Description Carlos Alberto Lopez Perez 2016-11-10 05:45:38 PST
Building WebKitGTK+ (and I guess any other Linux port) after r208306 <http://trac.webkit.org/r208306> causes this:

g++-4.9  [.....] -o Source/JavaScriptCore/CMakeFiles/JavaScriptCore.dir/heap/Heap.cpp.o -c ../../Source/JavaScriptCore/heap/Heap.cpp
In file included from ../../Source/WTF/wtf/Lock.h:29:0,
                 from ../../Source/WTF/wtf/HashTable.h:33,
                 from ../../Source/WTF/wtf/HashMap.h:25,
                 from ../../Source/JavaScriptCore/runtime/JSCJSValue.h:33,
                 from ../../Source/JavaScriptCore/heap/HandleTypes.h:28,
                 from ../../Source/JavaScriptCore/heap/Handle.h:28,
                 from ../../Source/JavaScriptCore/heap/HandleSet.h:28,
                 from ../../Source/JavaScriptCore/heap/Heap.h:27,
                 from ../../Source/JavaScriptCore/heap/Heap.cpp:22:
../../Source/WTF/wtf/Atomics.h: In member function 'bool JSC::Heap::handleGCDidJIT(unsigned int)':
../../Source/WTF/wtf/Atomics.h:245:20: error: inconsistent operand constraints in an 'asm'
         : "memory");
                    ^


https://build.webkit.org/builders/GTK%20Linux%2032-bit%20Release/builds/65378/steps/compile-webkit/logs/stdio/text


This is the function causing the issue:

inline void x86_cpuid()
{
#if OS(WINDOWS)
    int info[4];
    __cpuid(info, 0);
#else
    intptr_t a = 0, b, c, d;
    asm volatile(
        "cpuid"
        : "+a"(a), "=b"(b), "=c"(c), "=d"(d)
        :
        : "memory");
#endif
}


Seems GCC 4.9 doesn't like it on 32-bit


The build failure is not reproducible with newer GCC (tested with GCC 5.3.1 and built fine)
Comment 1 Carlos Alberto Lopez Perez 2016-11-10 06:02:42 PST
And this seems to be the right answer: http://stackoverflow.com/a/28976166

Removing -fPIC for that file from the compiler arguments makes it build
Comment 2 Michael Catanzaro 2016-11-10 06:55:31 PST
Does it work, though??? Is it really possible to have a shared library with position-dependent code? I do not think removing -fPIC could be right...?
Comment 3 Carlos Alberto Lopez Perez 2016-11-10 08:35:42 PST
(In reply to comment #2)
> Does it work, though??? Is it really possible to have a shared library with
> position-dependent code? I do not think removing -fPIC could be right...?
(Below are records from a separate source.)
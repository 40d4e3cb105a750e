//! Fixture builders shared by the integration tests.
//!
//! Images are synthesized with the `image` crate and audio is written as
//! 16-bit PCM WAV by hand, so no binary fixtures are checked in.

#![allow(dead_code)]

use std::fs::File;
use std::io::{BufWriter, Write};
use std::path::{Path, PathBuf};

use image::{Rgb, RgbImage};

/// Distinct, saturated colours that survive YUV 4:2:0 round trips.
pub const PALETTE: [[u8; 3]; 6] = [
    [220, 40, 40],
    [40, 200, 60],
    [40, 60, 220],
    [230, 210, 40],
    [200, 40, 200],
    [40, 200, 200],
];

/// Write a solid-colour image; the format follows the extension.
pub fn write_image(path: &Path, width: u32, height: u32, color: [u8; 3]) -> PathBuf {
    RgbImage::from_pixel(width, height, Rgb(color))
        .save(path)
        .expect("write fixture image");
    path.to_path_buf()
}

/// Write `count` solid PNGs named `img_000.png`, `img_001.png`, ... into `dir`,
/// cycling through [`PALETTE`].
pub fn write_images(dir: &Path, count: usize, width: u32, height: u32) -> Vec<PathBuf> {
    (0..count)
        .map(|index| {
            let path = dir.join(format!("img_{index:03}.png"));
            write_image(&path, width, height, PALETTE[index % PALETTE.len()])
        })
        .collect()
}

/// Write a mono 16-bit PCM WAV holding a 440 Hz tone.
pub fn write_wav(path: &Path, sample_rate: u32, seconds: f64) -> PathBuf {
    let samples = (sample_rate as f64 * seconds).round() as u32;
    let data_len = samples * 2;

    let mut out = BufWriter::new(File::create(path).expect("create wav"));
    out.write_all(b"RIFF").unwrap();
    out.write_all(&(36 + data_len).to_le_bytes()).unwrap();
    out.write_all(b"WAVE").unwrap();

    out.write_all(b"fmt ").unwrap();
    out.write_all(&16u32.to_le_bytes()).unwrap();
    out.write_all(&1u16.to_le_bytes()).unwrap(); // PCM
    out.write_all(&1u16.to_le_bytes()).unwrap(); // mono
    out.write_all(&sample_rate.to_le_bytes()).unwrap();
    out.write_all(&(sample_rate * 2).to_le_bytes()).unwrap();
    out.write_all(&2u16.to_le_bytes()).unwrap();
    out.write_all(&16u16.to_le_bytes()).unwrap();

    out.write_all(b"data").unwrap();
    out.write_all(&data_len.to_le_bytes()).unwrap();
    for n in 0..samples {
        let t = n as f64 / sample_rate as f64;
        let value = ((t * 440.0 * std::f64::consts::TAU).sin() * 8_000.0) as i16;
        out.write_all(&value.to_le_bytes()).unwrap();
    }
    out.flush().unwrap();
    path.to_path_buf()
}

/// Files in `dir` left behind by a render, i.e. hidden temporaries.
pub fn leftover_temporaries(dir: &Path) -> Vec<PathBuf> {
    std::fs::read_dir(dir)
        .expect("read dir")
        .filter_map(|entry| entry.ok().map(|entry| entry.path()))
        .filter(|path| {
            path.file_name()
                .and_then(|name| name.to_str())
                .is_some_and(|name| name.starts_with(".slidereel-"))
        })
        .collect()
}

/// Largest per-channel difference between two same-sized images.
pub fn max_channel_diff(a: &RgbImage, b: &RgbImage) -> u8 {
    assert_eq!(a.dimensions(), b.dimensions());
    a.as_raw()
        .iter()
        .zip(b.as_raw())
        .map(|(x, y)| x.abs_diff(*y))
        .max()
        .unwrap_or(0)
}

/// Whether `pixel` is within `tolerance` of `expected` on every channel.
pub fn close_to(pixel: &Rgb<u8>, expected: [u8; 3], tolerance: u8) -> bool {
    pixel.0
        .iter()
        .zip(expected)
        .all(|(actual, wanted)| actual.abs_diff(wanted) <= tolerance)
}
What I tried was just removing the fPIC flag from JavaScriptCore/heap/Heap.cpp which is (right now) the only user of x86_cpuid() via crossModifyingCodeFence().

Doing this with cmake seems difficult (not even sure if its possible), because the fPIC argument gets passed automatically for any library via ${CMAKE_SHARED_LIBRARY_CXX_FLAGS} (for the whole library and not for a single file).

So I managed to get it build by manually editing the ninja recipes generated to remove the fPIC variable from JavaScriptCore/heap/Heap.cpp

It seems to work, but its hard to tell if something is broke as I don't even know what is the purpose of this crossModifyingCodeFence() thing or when its used.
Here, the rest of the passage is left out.